Give back all the records exactly, keeping every line whole.

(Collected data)
- - -
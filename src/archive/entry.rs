use std::io::Read;
use std::path::PathBuf;

use super::error::Result;

/// One file or directory yielded by an archive, in archive order.
pub struct Entry<'a> {
    /// Path as stored in the archive, relative in well-formed archives.
    pub path: PathBuf,
    /// Uncompressed length in bytes, zero for directories.
    pub size: u64,
    /// Content stream, `None` for directories.
    pub contents: Option<&'a mut dyn Read>,
}

impl<'a> Entry<'a> {
    pub fn directory(path: PathBuf) -> Self {
        Self {
            path,
            size: 0,
            contents: None,
        }
    }

    pub fn file(path: PathBuf, size: u64, contents: &'a mut dyn Read) -> Self {
        Self {
            path,
            size,
            contents: Some(contents),
        }
    }

    pub fn is_directory(&self) -> bool {
        self.contents.is_none()
    }
}

/// A forward-only producer of [`Entry`] values.
///
/// Each format drives its own reader and hands every entry to `visit`; the
/// first error returned by either side ends the walk.
pub trait EntrySource {
    fn for_each_entry(
        &mut self,
        visit: &mut dyn FnMut(Entry<'_>) -> Result<()>,
    ) -> Result<()>;
}
use anyhow::Result;

use super::Session;
use crate::cli::{InstallArgs, ServersCommand, ToolsCommand};
use crate::install::{Installer, Layout};
use crate::io::HttpDownloader;
use crate::registry::{self, Descriptor};

pub async fn tools(command: ToolsCommand, session: &mut Session<'_>) -> Result<()> {
    match command {
        ToolsCommand::Install(args) => {
            let tool = registry::find_tool(&args.name)?;
            let version = args
                .version
                .unwrap_or_else(|| session.config.tool_version(tool).to_string());
            install(tool, &version, session).await
        }
        ToolsCommand::List { verbose } => {
            print!("{}", list("Supported tools:", registry::TOOLS, verbose));
            Ok(())
        }
    }
}

pub async fn servers(command: ServersCommand, session: &mut Session<'_>) -> Result<()> {
    match command {
        ServersCommand::Install(InstallArgs { name, version }) => {
            let server = registry::find_server(&name)?;
            let version = version.unwrap_or_else(|| server.default_version.to_string());
            install(server, &version, session).await
        }
        ServersCommand::List => {
            print!("{}", list("Supported servers:", registry::SERVERS, true));
            Ok(())
        }
    }
}

async fn install(descriptor: &Descriptor, version: &str, session: &Session<'_>) -> Result<()> {
    println!("Installing {} {}", descriptor.name, version);
    let layout = Layout::new(session.bin_dir.clone(), session.config);
    let installer = Installer::new(HttpDownloader::new()?, layout);
    let path = installer.install(descriptor, version).await?;
    println!("{} installed successfully in {}", descriptor.name, path.display());
    Ok(())
}

fn list(title: &str, descriptors: &[Descriptor], verbose: bool) -> String {
    let mut text = format!("{title}\n");
    for descriptor in descriptors {
        text.push_str(&format!("  - {}\n", descriptor.name));
        if verbose {
            text.push_str(&format!("    Default version: {}\n", descriptor.default_version));
            text.push_str(&format!("    Description: {}\n", descriptor.description));
        }
    }
    text
}

#[cfg(test)]
mod tests {
    use super::*;

    #[test]
    fn short_list_has_one_line_per_tool() {
        let text = list("Supported tools:", registry::TOOLS, false);
        assert_eq!(text.lines().count(), registry::TOOLS.len() + 1);
        assert!(text.contains("  - terraform\n"));
    }

    #[test]
    fn verbose_list_shows_versions() {
        let text = list("Supported servers:", registry::SERVERS, true);
        assert_eq!(
            text,
            "Supported servers:\n  - tomcat\n    Default version: 10.0.10\n    Description: Apache Tomcat servlet container\n"
        );
    }

    #[tokio::test]
    async fn unknown_tool_fails_before_downloading() {
        let mut config = crate::config::Config::default();
        let mut session = Session {
            config: &mut config,
            bin_dir: std::path::PathBuf::from("/nonexistent/bin"),
        };
        let err = tools(
            ToolsCommand::Install(InstallArgs {
                name: "emacs".to_string(),
                version: None,
            }),
            &mut session,
        )
        .await
        .unwrap_err();
        assert_eq!(err.to_string(), "Tool not found: 'emacs'");
    }
}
- - -
● **Exercise answer**
filename src/archive/entry.rs
use std::io::Read;
use std::path::PathBuf;

use super::error::Result;

/// One file or directory yielded by an archive, in archive order.
pub struct Entry<'a> {
    /// Path as stored in the archive, relative in well-formed archives.
    pub path: PathBuf,
    /// Uncompressed length in bytes, zero for directories.
    pub size: u64,
    /// Content stream, `None` for directories.
    pub contents: Option<&'a mut dyn Read>,
}

impl<'a> Entry<'a> {
    pub fn directory(path: PathBuf) -> Self {
        Self {
            path,
            size: 0,
            contents: None,
        }
    }

    pub fn file(path: PathBuf, size: u64, contents: &'a mut dyn Read) -> Self {
        Self {
            path,
            size,
            contents: Some(contents),
        }
    }

    pub fn is_directory(&self) -> bool {
        self.contents.is_none()
    }
}

/// A forward-only producer of [`Entry`] values.
///
/// Each format drives its own reader and hands every entry to `visit`; the
/// first error returned by either side ends the walk.
pub trait EntrySource {
    fn for_each_entry(
        &mut self,
        visit: &mut dyn FnMut(Entry<'_>) -> Result<()>,
    ) -> Result<()>;
}
use anyhow::Result;

use super::Session;
use crate::cli::{InstallArgs, ServersCommand, ToolsCommand};
use crate::install::{Installer, Layout};
use crate::io::HttpDownloader;
use crate::registry::{self, Descriptor};

pub async fn tools(command: ToolsCommand, session: &mut Session<'_>) -> Result<()> {
    match command {
        ToolsCommand::Install(args) => {
            let tool = registry::find_tool(&args.name)?;
            let version = args
                .version
                .unwrap_or_else(|| session.config.tool_version(tool).to_string());
            install(tool, &version, session).await
        }
        ToolsCommand::List { verbose } => {
            print!("{}", list("Supported tools:", registry::TOOLS, verbose));
            Ok(())
        }
    }
}

pub async fn servers(command: ServersCommand, session: &mut Session<'_>) -> Result<()> {
    match command {
        ServersCommand::Install(InstallArgs { name, version }) => {
            let server = registry::find_server(&name)?;
            let version = version.unwrap_or_else(|| server.default_version.to_string());
            install(server, &version, session).await
        }
        ServersCommand::List => {
            print!("{}", list("Supported servers:", registry::SERVERS, true));
            Ok(())
        }
    }
}

async fn install(descriptor: &Descriptor, version: &str, session: &Session<'_>) -> Result<()> {
    println!("Installing {} {}", descriptor.name, version);
    let layout = Layout::new(session.bin_dir.clone(), session.config);
    let installer = Installer::new(HttpDownloader::new()?, layout);
    let path = installer.install(descriptor, version).await?;
    println!("{} installed successfully in {}", descriptor.name, path.display());
    Ok(())
}

fn list(title: &str, descriptors: &[Descriptor], verbose: bool) -> String {
    let mut text = format!("{title}\n");
    for descriptor in descriptors {
        text.push_str(&format!("  - {}\n", descriptor.name));
        if verbose {
            text.push_str(&format!("    Default version: {}\n", descriptor.default_version));
            text.push_str(&format!("    Description: {}\n", descriptor.description));
        }
    }
    text
}

#[cfg(test)]
mod tests {
    use super::*;

    #[test]
    fn short_list_has_one_line_per_tool() {
        let text = list("Supported tools:", registry::TOOLS, false);
        assert_eq!(text.lines().count(), registry::TOOLS.len() + 1);
        assert!(text.contains("  - terraform\n"));
    }

    #[test]
    fn verbose_list_shows_versions() {
        let text = list("Supported servers:", registry::SERVERS, true);
        assert_eq!(
            text,
            "Supported servers:\n  - tomcat\n    Default version: 10.0.10\n    Description: Apache Tomcat servlet container\n"
        );
    }

    #[tokio::test]
    async fn unknown_tool_fails_before_downloading() {
        let mut config = crate::config::Config::default();
        let mut session = Session {
            config: &mut config,
            bin_dir: std::path::PathBuf::from("/nonexistent/bin"),
        };
        let err = tools(
            ToolsCommand::Install(InstallArgs {
                name: "emacs".to_string(),
                version: None,
            }),
            &mut session,
        )
        .await
        .unwrap_err();
        assert_eq!(err.to_string(), "Tool not found: 'emacs'");
    }
}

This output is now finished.